You can very QUICKLY turn this around.
Look up Applied Behavior Analysis and use those positive re-enforcement methods with your son and other children.
I have a 10 year old with high functioning autism, ADD, anxiety, OCD....... a bit of everything in the spectrum.
We cleared out his room of ALL toys and put them in the closet in clear bins for easy access.
Then put him on a "token" reward system at home and at school. He has a list of his most desirable items (toys, games, foods) and they have to be earned by tokens.
He earns tokens by doing homework, going thru morning and evening routines (being on time for school, reading aloud to me). I give him tokens anytime and anywhere we are when I want to re-enforce positive behaviors. I ignore the negative, no yelling, no reacting, just walk away. Or start blocking/removing his positive re-enforcement items (games.... etc..) But go slow and give him a CHANCE to turn it around and make a good choice.
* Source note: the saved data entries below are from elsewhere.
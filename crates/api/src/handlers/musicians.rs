use axum::{
    extract::{rejection::JsonRejection, Path, State},
    http::StatusCode,
    Json,
};
use catalog::{validate_musician, MusicianDraft, MusicianInput};
use db::MusicianRow;
use serde_json::{json, Value};
use tracing::info;

use super::{parse_id, AppState};
use crate::ApiError;

const MUSICIAN: &str = "Musician";

pub async fn list(State(state): State<AppState>) -> Result<Json<Vec<MusicianRow>>, ApiError> {
    let musicians = state.musicians.list().await.map_err(ApiError::db(MUSICIAN))?;
    Ok(Json(musicians))
}

pub async fn get(
    Path(id): Path<String>,
    State(state): State<AppState>,
) -> Result<Json<MusicianRow>, ApiError> {
    let id = parse_id(&id, MUSICIAN)?;
    let musician = state.musicians.get(id).await.map_err(ApiError::db(MUSICIAN))?;
    Ok(Json(musician))
}

pub async fn create(
    State(state): State<AppState>,
    payload: Result<Json<MusicianInput>, JsonRejection>,
) -> Result<(StatusCode, Json<MusicianRow>), ApiError> {
    let draft = validated(payload)?;
    let musician = state.musicians.create(&draft).await.map_err(ApiError::db(MUSICIAN))?;

    info!(id = musician.id, "Musician created");
    Ok((StatusCode::CREATED, Json(musician)))
}

pub async fn update(
    Path(id): Path<String>,
    State(state): State<AppState>,
    payload: Result<Json<MusicianInput>, JsonRejection>,
) -> Result<Json<MusicianRow>, ApiError> {
    // Validation runs before the lookup: a bad body is a 400 even for an unknown id.
    let draft = validated(payload)?;
    let id = parse_id(&id, MUSICIAN)?;
    let musician = state
        .musicians
        .update(id, &draft)
        .await
        .map_err(ApiError::db(MUSICIAN))?;

    info!(id, "Musician updated");
    Ok(Json(musician))
}

pub async fn delete(
    Path(id): Path<String>,
    State(state): State<AppState>,
) -> Result<Json<Value>, ApiError> {
    let id = parse_id(&id, MUSICIAN)?;
    state.musicians.delete(id).await.map_err(ApiError::db(MUSICIAN))?;

    info!(id, "Musician deleted");
    Ok(Json(json!({ "message": "Musician deleted" })))
}

fn validated(payload: Result<Json<MusicianInput>, JsonRejection>) -> Result<MusicianDraft, ApiError> {
    let Json(input) = payload.map_err(|rejection| ApiError::BadRequest(rejection.body_text()))?;
    Ok(validate_musician(&input)?)
}
//! `catalog` crate — musician domain types and request validation.
//!
//! Nothing in here touches the network or the database; both the `api`
//! handlers and the `db` seed routine call into it before persisting.

pub mod error;
pub mod models;
pub mod validation;

pub use error::ValidationError;
pub use models::{MusicianDraft, MusicianInput};
pub use validation::{validate_musician, Violation, ViolationKind, MAX_FIELD_LEN, MIN_FIELD_LEN};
We also use this with my 5 year old daughter who was not listening to us at all.
We are a much calmer, happier family and actually enjoy each others company now rather than avoiding or being defensive with each other.
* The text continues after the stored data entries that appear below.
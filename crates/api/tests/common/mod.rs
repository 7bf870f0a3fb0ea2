//! Shared helpers for the api integration tests.

#![allow(dead_code)]

use std::sync::Arc;

use api::AppState;
use axum::{
    body::Body,
    http::{Request, StatusCode},
    Router,
};
use db::{DbPool, SqliteStore};
use http_body_util::BodyExt;
use serde_json::Value;
use tower::ServiceExt;

/// Router over a freshly seeded in-memory database.
pub async fn seeded_app() -> (Router, DbPool) {
    let pool = db::pool::connect_in_memory()
        .await
        .expect("in-memory database should open");
    db::seed::seed(&pool).await.expect("seeding should succeed");
    (api::router(AppState::from_pool(pool.clone())), pool)
}

/// Router whose store is unreachable: the pool is closed before any request.
pub async fn app_with_closed_store() -> Router {
    let pool = db::pool::connect_in_memory()
        .await
        .expect("in-memory database should open");
    let store = Arc::new(SqliteStore::new(pool.clone()));
    let app = api::router(AppState::new(store.clone(), store));
    pool.close().await;
    app
}

/// Send one request and decode the JSON response body.
pub async fn send(app: &Router, method: &str, uri: &str, body: Option<Value>) -> (StatusCode, Value) {
    let builder = Request::builder().method(method).uri(uri);
    let request = match body {
        Some(json) => builder
            .header("content-type", "application/json")
            .body(Body::from(json.to_string()))
            .unwrap(),
        None => builder.body(Body::empty()).unwrap(),
    };

    let response = app.clone().oneshot(request).await.unwrap();
    let status = response.status();
    let bytes = response.into_body().collect().await.unwrap().to_bytes();
    let json = if bytes.is_empty() {
        Value::Null
    } else {
        serde_json::from_slice(&bytes).unwrap()
    };
    (status, json)
}

/// Field identifiers named by a `{"error": [violation, ...]}` body.
pub fn violation_paths(body: &Value) -> Vec<String> {
    body["error"]
        .as_array()
        .expect("error should be a list of violations")
        .iter()
        .map(|v| v["path"].as_str().unwrap().to_string())
        .collect()
}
THE FOUNDATION THAT YOU BUILD ALL OF THIS ON STARTS WITH INSTRUCTIONAL CONTROL. that means you have to PAIR yourself with your childs favorite toys or activities until YOU become just as or more re-enforcing to the child as his favorite toys or activities.
AND guess what, during this time you and your child will start to have FUN with each other and learn to enjoy each others company.
You transfer this to anything and everything you expect your child to do for you (homework, chores, etc......) Before you know it your child will be asking YOU to read, play games, ect........... The good behaviors start to snowball and overcome the negative.
Good Luck!!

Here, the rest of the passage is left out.